RNA size marker sequences used for small RNA library preparation:
19nt RNA size marker: rCrGrUrArCrGrCrGrGrGrUrUrUrArArArCrGrA.
35nt RNA size marker: rCrUrCrArUrCrUrUrGrGrUrCrGrUrArCrGrCrGrGrArArUrArGrUrUrUrArArArCrUrGrU
The following set of eight 3’ adenylated adapters was used, each containing a unique 6mer barcode sequence at the 5’ end (underlined). These barcodes were used to separate the reads into individual pull-down samples before proceeding with the small RNA pipeline as described above. For ease of use, the sequence files uploaded to GEO have already been split into reads from individual experiments:
Adapter 1-rAppNNCTGACATGGAATTCTCGGGTGCCAAGG-L
Adapter 2-rAppNNACTAGCTGGAATTCTCGGGTGCCAAGG-L
Adapter 3-rAppNNGTACGTTGGAATTCTCGGGTGCCAAGG-L
Adapter 4-rAppNNTGTACGTGGAATTCTCGGGTGCCAAGG-L
Adapter 5-rAppNNCAGCATTGGAATTCTCGGGTGCCAAGG-L
Adapter 6-rAppNNTCATAGTGGAATTCTCGGGTGCCAAGG-L
Adapter 7-rAppNNATAGTATGGAATTCTCGGGTGCCAAGG-L
Adapter 8-rAppNNGATGCTTGGAATTCTCGGGTGCCAAGG-L
5’ adapter with unique molecular identifiers (UMI): GTTCAGAGTTCTACAGTCCGrArCrGrArUrCrNrNrNrN
5’ adapter without UMI: rGrUrUrCrArGrArGrUrUrCrUrArCrArGrUrCrCrGrArCrGrArUrC (used only in the experiment shown in Fig. 3).
RT primer sequence: GCCTTGGCACCCGAGAATTCCA
Four 3’ PCR primers were used each containing a unique index (underlined) recognized by Illumina:
Primer1:CAAGCAGAAGACGGCATACGAGATCGTGATGTGACTGGAGTTCCTTGGCACCCGAGAATTCCA
Primer2:CAAGCAGAAGACGGCATACGAGATACATCGGTGACTGGAGTTCCTTGGCACCCGAGAATTCCA
Primer3:CAAGCAGAAGACGGCATACGAGATGCCTAAGTGACTGGAGTTCCTTGGCACCCGAGAATTCCA
Primer4:CAAGCAGAAGACGGCATACGAGATTGGTCAGTGACTGGAGTTCCTTGGCACCCGAGAATTCCA
5’PCR primer:
AATGATACGGCGACCACCGAGATCTACACGTTCAGAGTTCTACAGTCCGA
The Seed Tox graph
Reads were aggregated (read numbers collapsed) first by the seed sequence (position 2–7 of each read) and then by the miRNA and RNA World RNA that the read aligned to (Blast search see above).
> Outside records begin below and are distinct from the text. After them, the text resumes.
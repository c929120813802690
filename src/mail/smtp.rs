use anyhow::{Context, Result};
use lettre::message::{Mailbox, MultiPart};
use lettre::transport::smtp::authentication::Credentials;
use lettre::{AsyncSmtpTransport, AsyncTransport, Message, Tokio1Executor};

use crate::config::SmtpConfig;

/// SMTP delivery for the Gmail provider path. Uses the account's app
/// password over implicit TLS (smtp.gmail.com:465 by default).
pub struct SmtpClient {
    transport: AsyncSmtpTransport<Tokio1Executor>,
    from_email: String,
    from_name: Option<String>,
}

impl SmtpClient {
    pub fn new(
        config: &SmtpConfig,
        password: &str,
        from_email: &str,
        from_name: Option<&str>,
    ) -> Result<Self> {
        let creds = Credentials::new(from_email.to_string(), password.to_string());

        let transport = AsyncSmtpTransport::<Tokio1Executor>::relay(&config.server)
            .context("Failed to create SMTP transport")?
            .port(config.port)
            .credentials(creds)
            .build();

        Ok(Self {
            transport,
            from_email: from_email.to_string(),
            from_name: from_name.map(|s| s.to_string()),
        })
    }

    /// Send the digest as a multipart alternative: a short plain-text
    /// notice plus the HTML document.
    pub async fn send_html(&self, to_address: &str, subject: &str, html_body: &str) -> Result<()> {
        let from_mailbox = if let Some(ref name) = self.from_name {
            format!("{} <{}>", name, self.from_email)
                .parse::<Mailbox>()
                .context("Invalid from address")?
        } else {
            self.from_email
                .parse::<Mailbox>()
                .context("Invalid from address")?
        };

        let to_mailbox = to_address
            .parse::<Mailbox>()
            .context(format!("Invalid recipient address: {}", to_address))?;

        let message = Message::builder()
            .from(from_mailbox)
            .to(to_mailbox)
            .subject(subject)
            .multipart(MultiPart::alternative_plain_html(
                "Your email digest is attached as HTML.".to_string(),
                html_body.to_string(),
            ))
            .context("Failed to build digest message")?;

        self.transport
            .send(message)
            .await
            .context("Failed to send digest via SMTP")?;

        tracing::info!(to = to_address, "digest sent via SMTP");
        Ok(())
    }
}
/// Webmail/deeplink format used for one-click reply URLs.
/// Unknown config values fall back to plain mailto.
#[derive(Debug, Clone, Copy, Default, PartialEq, Eq)]
pub enum LinkMode {
    #[default]
    Mailto,
    Gmail,
    OutlookOffice,
    OutlookLive,
}

impl LinkMode {
    /// Parse a configured mode string, case-insensitively, accepting the
    /// aliases webmail users know these modes by. Anything unrecognized
    /// is mailto.
    pub fn parse(s: &str) -> Self {
        match s.to_lowercase().as_str() {
            "gmail" => Self::Gmail,
            "outlook_office" | "outlook365" | "owa" => Self::OutlookOffice,
            "outlook_live" | "outlook" | "outlook_com" => Self::OutlookLive,
            _ => Self::Mailto,
        }
    }
}

/// Build the provider-specific compose link for one reply option.
/// Webmail modes use plus-encoding for query values; mailto uses plain
/// percent-encoding so mail clients do not show literal '+' signs.
pub fn build_reply_link(mode: LinkMode, to_addr: &str, subject: &str, body: &str) -> String {
    match mode {
        LinkMode::Gmail => format!(
            "https://mail.google.com/mail/?view=cm&fs=1&to={}&su={}&body={}",
            urlencode_plus(to_addr),
            urlencode_plus(subject),
            urlencode_plus(body),
        ),
        // popoutv2=0 forces inline compose instead of a popup window.
        LinkMode::OutlookOffice => format!(
            "https://outlook.office.com/mail/0/deeplink/compose?popoutv2=0&to={}&subject={}&body={}",
            urlencode_plus(to_addr),
            urlencode_plus(subject),
            urlencode_plus(body),
        ),
        LinkMode::OutlookLive => format!(
            "https://outlook.live.com/owa/?path=/mail/action/compose&to={}&subject={}&body={}",
            urlencode_plus(to_addr),
            urlencode_plus(subject),
            urlencode_plus(body),
        ),
        LinkMode::Mailto => format!(
            "mailto:{}?subject={}&body={}",
            urlencode(to_addr),
            urlencode(subject),
            urlencode(body),
        ),
    }
}

/// Percent-encode everything outside the unreserved set.
pub(crate) fn urlencode(s: &str) -> String {
    let mut result = String::new();
    for c in s.chars() {
        match c {
            'a'..='z' | 'A'..='Z' | '0'..='9' | '-' | '_' | '.' | '~' => result.push(c),
            _ => {
                for b in c.to_string().as_bytes() {
                    result.push_str(&format!("%{:02X}", b));
                }
            }
        }
    }
    result
}

/// Form-style encoding: like [`urlencode`] but spaces become '+'.
fn urlencode_plus(s: &str) -> String {
    let mut result = String::new();
    for c in s.chars() {
        match c {
            ' ' => result.push('+'),
            'a'..='z' | 'A'..='Z' | '0'..='9' | '-' | '_' | '.' | '~' => result.push(c),
            _ => {
                for b in c.to_string().as_bytes() {
                    result.push_str(&format!("%{:02X}", b));
                }
            }
        }
    }
    result
}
Each seed sequence had an assigned percent cell viability from the 4096 siRNA screen in the OC cell line HeyA8 ((23) and 6merdb.org), the aggregated read numbers were further binned in RStudio based on the HeyA8 cell viability in 1% increments/bins. Seed tox graphs (number of reads on Y axis and 6mer seed viability on X axis) were then generated using Excel with smoothing enabled. The file with the collapsed data was used to identify the most abundant miRNAs that make up each peak in the 6mer Seed Tox graph. When a peak consisted of more than one abundant miRNA (>5000 or >1000 reads) miRNAs were listed in the order of abundance.
Analysis of smRNAs in Normal Tissues
Data of total smRNA were retrieved (accession #GSE11879) and analyzed from 9 human tissues. To compare different tissues and consistently identify and label the most abundant miRNAs, all 9 data sets were normalized to 1,000,000 reads. For each tissue, miRNAs were labeled in Seed Tox graphs with >5000 norm average reads. When a peak contained more than one miRNA they are shown in the order from highest to lowest abundance.
Seed and Tox Analysis
To determine the average Seed Tox of all reads in a data set or to determine the average 6mer seed composition of reads in a data set, numbers for all individual reads were divided by a factor that reduced the number of the most abundant read to less than 1000. In a comparison analysis, significantly up- or downregulated reads were processed separately. Associated toxicity and 6mer seed sequences for each read were then multiplied by this factor using a Perl script. The resulting read numbers were plotted as a box and whisker plot using the chart function of StatPlus:Mmac Pro v.7.3.3. with default settings: the mean is shown in red, the median in blue. The upper and lower limits of the box indicate the upper and lower quartile, respectively. The end of the whiskers indicate the minimum and maximum, respectively and green dots show outliers. p values of deregulated seed toxicities were determined using a Kruskal-Wallis median rank test. Expanded seed sequences were plotted using Weblogo (http://weblogo.berkeley.edu, RRID:SCR_010236) as a custom frequency plot.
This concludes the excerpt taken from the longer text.